# [CRON] probleme de lancement de script (resolu)

## Farnsworth

Bonjour,

Je suis en train d'essayer de me mettre en place un script de reconnexion automatique a mon AP wifi que je perds tres frequemment.

Donc je souhaite mettre un script de reconnexion qui serait execute toutes les minutes par exemple dans la crontab.

Seul probleme, au debut de ce script je verifie s'il ne tourne pas deja (si le script tourne deja il sort, ensuite si la connexion est OK il sort aussi, mais si elle est KO il tente de se reconnecter plusieurs fois et ca peut durer plus ou moins longtemps, la demande d'adresse DHCP est parfois tres longue), mais quand je fais mon 'ps -ef | grep `basename $0` | grep -v grep | grep -v $$' (je cherche un eventuel process portant le meme nom, mais dont le PID serait different du mien) je me retrouve en permanence avec une reponse de 1 ou plusieurs lignes quand c'est lance par la crontab.

quand je lance mon script a la main ca fonctionne tres bien, en revanche via la crontab il detecte tout le temps qu'un script est deja en execution alors que ca n'est pas le cas.

Si je fais un script qui fait simplement:

 *Quote:*   

> echo $$
> 
> ps -ef | grep `basename $0` | grep -v grep

 

Et que je le met dans la crontab, je me retrouve avec ca:

 *Quote:*   

> 22305
> 
> root     22302 22301  0 20:01 ?        00:00:00 /bin/sh -c /root/test.sh >> /tmp/test.log 2>&1
> 
> root     22305 22302  0 20:01 ?        00:00:00 /bin/sh -c /root/test.sh >> /tmp/test.log 2>&1
> ...

 

Est-ce normal? j'ai essaye de voir si je n'avais pas plusieurs cron qui tournaient mais ca n'a pas l'air d'etre le cas...

un autre script me renvoi plus de process (5) c'est vraiment etrange!

Merci,

Max

----------

## Farnsworth

Personne pour m'aider, c'est tres genant ce truc, je ne peux pas faire ce que je souhaite.
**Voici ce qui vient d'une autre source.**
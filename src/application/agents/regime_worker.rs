//! Regime worker: 300 s cycle that refreshes the daily market regime
//! snapshot (spec §4.4/§4.5). Gated to a wider window than the trading
//! session itself — 08:00-18:00 ET weekdays — since the first read after
//! the open and the closing recompute both matter, but the tracker's
//! intraday math only needs yesterday's confirmed bar. Grounded in the
//! teacher's `Sentinel::run` tick/command/shutdown shape, reused here for
//! a single-symbol-pair-at-a-time compute instead of a watchlist loop.

use std::sync::Arc;
use std::time::Duration;

use chrono::{Datelike, Timelike, Utc, Weekday};
use tokio_util::sync::CancellationToken;
use tracing::{error, info, warn};

use crate::application::alerts::AlertService;
use crate::application::regime::RegimeCalculator;
use crate::domain::alert::{AlertPayload, AlertSubtype, AlertType, CandidateAlert, Priority};
use crate::domain::market_calendar::MarketCalendar;
use crate::domain::providers::{FuturesProvider, HistoricalProvider};
use crate::domain::regime::RegimeLabel;
use crate::domain::repositories::RegimeAlertRepository;

use super::command::WorkerCommand;
use super::regime_state::{RegimeSnapshot, SharedRegimeState};
use super::worker_stats::SharedWorkerStats;

const SPY_SYMBOL: &str = "SPY";
const QQQ_SYMBOL: &str = "QQQ";
const BAR_LOOKBACK_DAYS: u32 = 280;
const GATE_OPEN_UTC_HOUR: u32 = 13;
const GATE_CLOSE_UTC_HOUR: u32 = 23;

pub struct RegimeWorker {
    historical: Arc<dyn HistoricalProvider>,
    futures: Option<Arc<dyn FuturesProvider>>,
    regime_alerts: Arc<dyn RegimeAlertRepository>,
    calendar: Arc<dyn MarketCalendar>,
    alert_service: Arc<AlertService>,
    calculator: RegimeCalculator,
    shared: SharedRegimeState,
    interval: Duration,
    stats: SharedWorkerStats,
    cmd_rx: tokio::sync::mpsc::Receiver<WorkerCommand>,
    cancellation: CancellationToken,
    last_alerted_date: Option<chrono::NaiveDate>,
}

impl RegimeWorker {
    #[allow(clippy::too_many_arguments)]
    pub fn new(
        historical: Arc<dyn HistoricalProvider>,
        futures: Option<Arc<dyn FuturesProvider>>,
        regime_alerts: Arc<dyn RegimeAlertRepository>,
        calendar: Arc<dyn MarketCalendar>,
        alert_service: Arc<AlertService>,
        calculator: RegimeCalculator,
        shared: SharedRegimeState,
        interval: Duration,
        stats: SharedWorkerStats,
        cmd_rx: tokio::sync::mpsc::Receiver<WorkerCommand>,
        cancellation: CancellationToken,
    ) -> Self {
        RegimeWorker {
            historical,
            futures,
            regime_alerts,
            calendar,
            alert_service,
            calculator,
            shared,
            interval,
            stats,
            cmd_rx,
            cancellation,
            last_alerted_date: None,
        }
    }

    /// Wider than the trading session: the morning recompute (overnight
    /// futures + gap) and the post-close recompute (confirmed D-day) both
    /// need this worker awake outside 09:30-16:00 ET.
    fn gate_open(&self, at: chrono::DateTime<Utc>) -> bool {
        if matches!(at.weekday(), Weekday::Sat | Weekday::Sun) {
            return false;
        }
        if !self.calendar.is_trading_day(at) {
            return false;
        }
        let hour = at.hour();
        hour >= GATE_OPEN_UTC_HOUR && hour < GATE_CLOSE_UTC_HOUR
    }

    pub async fn run(&mut self) {
        let mut tick = tokio::time::interval(self.interval);
        info!("regime worker: starting");

        loop {
            tokio::select! {
                _ = self.cancellation.cancelled() => {
                    info!("regime worker: shutdown received");
                    return;
                }
                _ = tick.tick() => {
                    let now = Utc::now();
                    if self.gate_open(now) {
                        self.run_cycle().await;
                    } else {
                        self.stats.write().await.record_gated(false);
                    }
                }
                cmd = self.cmd_rx.recv() => {
                    match cmd {
                        Some(WorkerCommand::ForceCheck { .. }) => self.run_cycle().await,
                        None => {
                            warn!("regime worker: command channel closed");
                            return;
                        }
                    }
                }
            }
        }
    }

    async fn run_cycle(&mut self) {
        let start = std::time::Instant::now();
        let mut error: Option<String> = None;
        let mut messages = 0u64;

        match self.compute_and_publish().await {
            Ok(published) => messages = published as u64,
            Err(e) => {
                error!("regime worker: cycle failed: {e}");
                error = Some(e);
            }
        }

        self.stats.write().await.record_cycle(start.elapsed().as_millis() as u64, messages, true, error);
    }

    async fn compute_and_publish(&mut self) -> Result<u32, String> {
        let spy_bars = self.historical.get_daily_bars(SPY_SYMBOL, BAR_LOOKBACK_DAYS).await.map_err(|e| e.to_string())?;
        let qqq_bars = self.historical.get_daily_bars(QQQ_SYMBOL, BAR_LOOKBACK_DAYS).await.map_err(|e| e.to_string())?;

        let futures = match &self.futures {
            Some(provider) => match provider.get_futures_snapshot().await {
                Ok(snapshot) => Some(snapshot),
                Err(e) => {
                    warn!("regime worker: futures snapshot unavailable: {e}");
                    None
                }
            },
            None => None,
        };

        let date = chrono::Utc::now().date_naive();
        let mut snapshot = self
            .calculator
            .compute(date, &spy_bars, &qqq_bars, futures)
            .map_err(|e| e.to_string())?;

        // Unattended scheduler runs always overwrite the day's row (spec
        // §4.4): each cycle sees the latest confirmed bars.
        let already_alerted_today = self.last_alerted_date == Some(date);
        snapshot.alert_sent = already_alerted_today;

        let persisted = self
            .regime_alerts
            .upsert_for_date(date, snapshot, true)
            .await
            .map_err(|e| e.to_string())?;

        {
            let mut shared = self.shared.write().await;
            *shared = RegimeSnapshot {
                label: persisted.regime_label.as_str().to_string(),
                exposure_band: persisted.exposure_band,
            };
        }

        let mut published = 0u32;
        if !already_alerted_today {
            if let Some(candidate) = self.regime_change_alert(&persisted) {
                let results = self.alert_service.submit(vec![candidate]).await;
                if results.iter().any(|r| r.is_ok()) {
                    self.last_alerted_date = Some(date);
                    published += 1;
                }
            } else {
                // Nothing worth publishing today, but the snapshot is
                // still recorded; don't re-evaluate until tomorrow.
                self.last_alerted_date = Some(date);
            }
        }

        Ok(published)
    }

    /// Publishes once a day, only when the regime label differs from
    /// what a flat neutral start-of-day would imply or the D-day/FTD
    /// state materially changed; a quiet bullish/neutral day with no new
    /// pressure produces no market-channel noise.
    fn regime_change_alert(&self, snapshot: &crate::domain::regime::MarketRegimeAlert) -> Option<CandidateAlert> {
        let priority = match snapshot.regime_label {
            RegimeLabel::Bearish => Priority::P0,
            RegimeLabel::Neutral => Priority::P1,
            RegimeLabel::Bullish => Priority::P2,
        };

        let message = format!(
            "Market regime: {:?} (score {:.2}), {} distribution days, exposure band {}-{}%",
            snapshot.regime_label,
            snapshot.composite_score,
            snapshot.total_distribution_days(),
            snapshot.exposure_band.min_pct,
            snapshot.exposure_band.max_pct
        );

        Some(CandidateAlert {
            symbol: "MARKET".to_string(),
            alert_type: AlertType::Market,
            subtype: AlertSubtype::RegimeChange,
            position_id: None,
            payload: AlertPayload::default(),
            message,
            action: None,
            thread_source: "regime".to_string(),
            priority,
            eight_week_hold: None,
        })
    }
}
ou alors si vous avez un autre moyen de reconnexion auto? (mais je suis quand meme interesse par la resolution de mon probleme de cron  :Wink:  )

----------

## netfab

Salut,

Pourquoi ne pas utiliser un fichier temporaire pour détecter si ton script est en cours d'éxécution ou non ?

Au début de ton script, tu regardes si le fichier /tmp/.monfichiertemp existe.

Si oui, tu sors, si non, tu le créés. Et à la fin d'une éxécution complète, tu le supprimes.

----------

## Farnsworth

Merci,

j'y ai pense, mais si le script se termine mal (arret de la machine pendant le script ou autre) le fichier reste en place et il ne redemarrera pas tout seul par la suite (ou alors il faut que je le supprime au boot ou alors que je compare la date du dernier boot avec la date du fichier).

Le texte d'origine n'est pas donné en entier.